San Diego June 28, 2002 Beleaguered software company Peregrine Systems reported Thursday that it has completed the sale of its supply chain enablement (SCE) business to investment house Golden Gate Capital, one of several steps the company is taking to trim down and refocus on its core enterprise asset management business.
The SCE business sold for approximately $35 million in cash before transaction costs, according to Peregrine. Golden Gate will keep the SCE business' current management team and staff of 500, according to a research note from technology consultancy AMR Research.
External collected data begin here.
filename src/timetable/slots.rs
//! Fixed-length period windows that form the builder grid's row axis.

use serde::Serialize;
use std::iter::FusedIterator;

use super::clock::ClockTime;

#[derive(Debug, Clone, Copy, PartialEq, Eq, Serialize)]
pub struct PeriodSlot {
    pub start: ClockTime,
    pub end: ClockTime,
}

pub const DEFAULT_DAY_START: ClockTime = ClockTime::at(8, 0);
pub const DEFAULT_DAY_END: ClockTime = ClockTime::at(14, 40);
pub const DEFAULT_PERIOD_MINUTES: u16 = 40;

/// Bounds of the teaching day and the length of one period.
#[derive(Debug, Clone, Copy, PartialEq, Eq)]
pub struct PeriodConfig {
    pub day_start: ClockTime,
    pub day_end: ClockTime,
    pub period_minutes: u16,
}

impl PeriodConfig {
    pub fn slots(&self) -> Slots {
        generate_slots(self.day_start, self.day_end, self.period_minutes)
    }
}

impl Default for PeriodConfig {
    fn default() -> Self {
        Self {
            day_start: DEFAULT_DAY_START,
            day_end: DEFAULT_DAY_END,
            period_minutes: DEFAULT_PERIOD_MINUTES,
        }
    }
}

/// Walks the day in `period_minutes` steps. A slot is produced only when it
/// ends at or before `day_end`; a partial trailing period is dropped.
pub fn generate_slots(day_start: ClockTime, day_end: ClockTime, period_minutes: u16) -> Slots {
    Slots {
        next: day_start,
        day_end,
        period_minutes,
    }
}

/// Restartable: clone it to walk the same day again.
#[derive(Debug, Clone)]
pub struct Slots {
    next: ClockTime,
    day_end: ClockTime,
    period_minutes: u16,
}

impl Iterator for Slots {
    type Item = PeriodSlot;

    fn next(&mut self) -> Option<PeriodSlot> {
        if self.period_minutes == 0 {
            return None;
        }
        let end = self.next.checked_add_minutes(self.period_minutes)?;
        if end > self.day_end {
            return None;
        }
        let slot = PeriodSlot {
            start: self.next,
            end,
        };
        self.next = end;
        Some(slot)
    }
}

impl FusedIterator for Slots {}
Peregrine built the SCE business, which has been profitable, through the acquisition of Harbinger and Extricity.
Another Peregrine acquisition, Remedy, will operate as an independent business, with Larry Garlick, a Remedy co-founder, at the helm.
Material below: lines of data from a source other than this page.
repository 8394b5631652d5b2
mod error;
mod handlers;
mod helpers;
mod router;
mod types;

pub use handlers::core::select_workspace;
pub use router::handle_request;
pub use types::{AppState, Request};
In addition to the divestiture, Peregrine has announced plans to cut 1,400 jobs from its remaining staff of 2,900 as the company moves to reduce its costs. AMR reported that the cuts are expected to have little effect on customer support and development, with the bulk of the cuts coming on the sales and marketing side.
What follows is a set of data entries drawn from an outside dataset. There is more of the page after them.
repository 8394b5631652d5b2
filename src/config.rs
//! Process-level settings read once at start-up.
//!
//! Per-workspace settings (period length, calendar scale) live in the
//! workspace database instead; see `ipc::handlers::setup`.

use std::path::PathBuf;

pub const ENV_WORKSPACE: &str = "TIMETABLED_WORKSPACE";
pub const ENV_LOG: &str = "TIMETABLED_LOG";
pub const DEFAULT_LOG_FILTER: &str = "timetabled=info";

#[derive(Debug, Clone, PartialEq, Eq)]
pub struct DaemonConfig {
    /// Workspace opened before the first request is read.
    pub workspace: Option<PathBuf>,
    pub log_filter: String,
}

impl DaemonConfig {
    pub fn from_env() -> Self {
        Self::from_lookup(|key| std::env::var(key).ok())
    }

    fn from_lookup<F>(lookup: F) -> Self
    where
        F: Fn(&str) -> Option<String>,
    {
        let workspace = lookup(ENV_WORKSPACE)
            .map(|v| v.trim().to_string())
            .filter(|v| !v.is_empty())
            .map(PathBuf::from);
        let log_filter = lookup(ENV_LOG)
            .map(|v| v.trim().to_string())
            .filter(|v| !v.is_empty())
            .unwrap_or_else(|| DEFAULT_LOG_FILTER.to_string());
        Self {
            workspace,
            log_filter,
        }
    }
}

impl Default for DaemonConfig {
    fn default() -> Self {
        Self {
            workspace: None,
            log_filter: DEFAULT_LOG_FILTER.to_string(),
        }
    }
}

#[cfg(test)]
mod tests {
    use super::*;
    use std::collections::HashMap;

    #[test]
    fn empty_environment_gives_defaults() {
        let cfg = DaemonConfig::from_lookup(|_| None);
        assert_eq!(cfg, DaemonConfig::default());
    }

    #[test]
    fn blank_values_are_ignored() {
        let env: HashMap<&str, &str> = [(ENV_WORKSPACE, "  "), (ENV_LOG, "timetabled=debug")]
            .into_iter()
            .collect();
        let cfg = DaemonConfig::from_lookup(|k| env.get(k).map(|v| v.to_string()));
        assert_eq!(cfg.workspace, None);
        assert_eq!(cfg.log_filter, "timetabled=debug");
    }
}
Founded in 1981, Peregrine was known for its information technology asset management solutions prior to commencing an acquisition spree about three years ago that took it into the supply chain management business.
Currently the company is struggling to regain its footing after questions arose in May about its accounting practices. Peregrine has said it intends to restate its financial results for fiscal years 2000 and 2001 and the first three quarters of fiscal 2002, and the company's audit committee has begun an internal investigation of the company's accounting practices. The Securities and Exchange Commission has initiated its own formal investigation.
The accounting woes prompted the resignation of the company's CEO and chief financial officer at the beginning of May. Under new CEO Gary Greenfield, the company this week appointed its second CFO, Ken Sexton (replacing interim CFO Fred Gerson), and its third accounting firm, PricewaterhouseCoopers (replacing KMPG, which replaced Arthur Andersen). KPMG had reportedly found that the company overstated its revenue by perhaps as much as $100 million.
Also this week, the NASDAQ said that it would delist Peregrine as of July 5 because Arthur Andersen said the company's financial statements from 2000 through the first three quarters of 2002 could not be relied upon.
So can Peregrine recover? AMR said the timing of Peregrine's problems is not good, coming as they do as competitor MRO Software appears to be enjoying good financial health. Yet AMR predicted that, "once the dust settles," both companies will emerge stronger and with better products, and the consultants conclude, "Users should get in now while the buyer has power since both companies are solid and will be around for the long haul."